A disputa pelo controle das Câmaras de Vereadores no interior do Estado de Mato Grosso do Sul está gerando controvérsias jurídicas, especialmente em Deodápolis. O vereador Gilberto Dias Guimarães moveu um mandado de segurança contra a chapa concorrente, que tem à frente o atual presidente, Carlos de Lima Neto Júnior. Ele alega irregularidades, como a ausência de edital e a inclusão de cargos que não existem na Mesa, além de apontar traição de um colega que aparece em ambas as chapas.
O juiz Vitor Dias Zampieri analisou as alegações de Gilberto e concluiu que a situação se refere a uma "quebra de expectativa política ou descumprimento de compromisso informal". Essa avaliação se deu em virtude do fato de que o autor da ação não havia registrado sua própria chapa antes da migração do colega para o outro grupo.

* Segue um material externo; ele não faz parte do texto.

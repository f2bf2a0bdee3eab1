//! Session configuration.
//!
//! Hosts usually carry these settings around as JSON (the C ABI takes a
//! JSON string), so `SessionConfig` deserializes with every field optional.

use serde::{Deserialize, Serialize};

use crate::error::XhrError;

/// How the caller intends to read `response`. Stored and reported only;
/// the transport's payload shape decides what `response` actually holds.
#[derive(Debug, Clone, Copy, Default, PartialEq, Eq, Serialize, Deserialize)]
#[serde(rename_all = "lowercase")]
pub enum ResponseType {
    ArrayBuffer,
    Blob,
    Document,
    #[default]
    Json,
    Text,
}

impl ResponseType {
    pub fn as_str(self) -> &'static str {
        match self {
            ResponseType::ArrayBuffer => "arraybuffer",
            ResponseType::Blob => "blob",
            ResponseType::Document => "document",
            ResponseType::Json => "json",
            ResponseType::Text => "text",
        }
    }
}

/// Initial values for a session's caller-settable properties.
#[derive(Debug, Clone, Default, PartialEq, Eq, Serialize, Deserialize)]
#[serde(default)]
pub struct SessionConfig {
    /// Request timeout in milliseconds; `0` disables the timer.
    pub timeout_ms: u32,
    pub response_type: ResponseType,
    pub with_credentials: bool,
}

impl SessionConfig {
    pub fn from_json(raw: &str) -> Result<Self, XhrError> {
        serde_json::from_str(raw).map_err(|e| XhrError::Config(e.to_string()))
    }
}

#[cfg(test)]
mod tests {
    use super::*;

    #[test]
    fn empty_object_gives_defaults() {
        let config = SessionConfig::from_json("{}").unwrap();
        assert_eq!(config, SessionConfig::default());
        assert_eq!(config.response_type, ResponseType::Json);
        assert_eq!(config.timeout_ms, 0);
    }

    #[test]
    fn fields_are_read_by_name() {
        let config = SessionConfig::from_json(
            r#"{"timeout_ms": 250, "response_type": "arraybuffer", "with_credentials": true}"#,
        )
        .unwrap();
        assert_eq!(config.timeout_ms, 250);
        assert_eq!(config.response_type, ResponseType::ArrayBuffer);
        assert!(config.with_credentials);
    }

    #[test]
    fn malformed_json_is_a_config_error() {
        let err = SessionConfig::from_json(r#"{"timeout_ms": "soon"}"#).unwrap_err();
        assert!(matches!(err, XhrError::Config(_)));
    }
}
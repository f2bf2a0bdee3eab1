//! Asynchronous HTTP request emulation over a host-supplied transport.
//!
//! # Overview
//! Emulates the familiar `XMLHttpRequest` contract (readyState progression,
//! `on<event>` handlers plus listener lists, header accumulation, abort and
//! timeout) on top of a host primitive that only knows "fire one request, get
//! one terminal callback". The core performs no I/O: the host implements
//! `Transport` and `Timer` and resumes the session through a `Responder`.
//!
//! # Design
//! - `EventBus` is a named-listener registry with synchronous, ordered
//!   dispatch.
//! - `NotifierTarget` adds one replaceable handler slot per event of a closed
//!   vocabulary, driven by a trampoline listener on the bus.
//! - `RequestSession` owns the state machine and the single outstanding
//!   transport call, and resolves the race between transport completion,
//!   timer expiry and `abort()`.
//! - `sim` provides deterministic host primitives for tests and examples.
//!
//! ```
//! use std::rc::Rc;
//! use xhr_core::sim::{SimTimer, SimTransport};
//! use xhr_core::{Payload, ReadyState, RequestSession, TransportResponse};
//!
//! let transport = SimTransport::new();
//! let session = RequestSession::new(Rc::new(transport.clone()), Rc::new(SimTimer::new()));
//! session.open("GET", "https://example.test/items");
//! session.send(None).unwrap();
//!
//! transport.succeed(TransportResponse {
//!     status_code: 200,
//!     header: vec![("Content-Type".into(), "text/plain".into())],
//!     data: Some(Payload::from("hello")),
//! });
//! assert_eq!(session.ready_state(), ReadyState::Done);
//! assert_eq!(session.response_text().as_deref(), Some("hello"));
//! ```

pub mod config;
pub mod error;
pub mod event;
pub mod host;
pub mod http;
pub mod notifier;
pub mod session;
pub mod sim;

pub use config::{ResponseType, SessionConfig};
pub use error::XhrError;
pub use event::{Event, EventBus, Listener};
pub use host::{Completion, NoopTask, Responder, Timer, TimerHandle, Transport, TransportTask};
pub use http::{HttpMethod, Payload, TransportRequest, TransportResponse};
pub use notifier::{Handler, NotifierTarget, ProgressEvent, SessionEvent, Vocabulary};
pub use session::{Outcome, ReadyState, RequestSession, SkipReason, WeakSession};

Essa decisão evidencia a complexidade das relações políticas na Câmara, que enfrentam desafios em sua estrutura organizacional.
Enquanto isso, o município de Corumbá optou por uma abordagem mais convencional em relação aos fundos de previdência. A prefeitura anunciou a escolha da BB Previdência, fundo de pensão do Banco do Brasil, para administrar os benefícios previdenciários dos servidores efetivos. A escolha foi formalizada por meio de um aviso assinado pela secretária municipal de Planejamento, Receita e Administração, Camila Campos de Carvalho, após um relatório da comissão responsável pela implantação do Regime de Previdência Complementar.
No setor de gás, a MSGÁS (Companhia de Gás do Estado de Mato Grosso do Sul) adjudicou um contrato de R$ 6,6 milhões à Bureau Veritas do Brasil. A empresa será encarregada de fiscalizar as obras de implantação do sistema de distribuição de gás natural do Projeto Sucuriú. O resultado da licitação eletrônica foi publicado após o término do prazo para apresentação de recursos, e a vencedora deverá acompanhar os serviços conforme estipulado no edital.
Em um movimento administrativo, Marcus Vinicius Saucedo Perez solicitou exoneração do cargo de secretário-executivo de Gestão Política da Capital, vinculado à Secretaria de Estado da Casa Civil. A saída de Perez foi oficializada pela SEGOV (Secretaria de Estado de Governo e Gestão Estratégica).
Adicionalmente, o 17º Batalhão de Exército da Fronteira firmou uma parceria com o IHP (Instituto Homem Pantaneiro) para intensificar o monitoramento de incêndios na Serra do Amolar, localizada no Pantanal de Corumbá. O acordo, publicado no Diário Oficial da União, terá validade de 1º de junho de 2026 até 1º de junho de 2036, e também abrange a Terra Indígena Guató, situada no noroeste do município.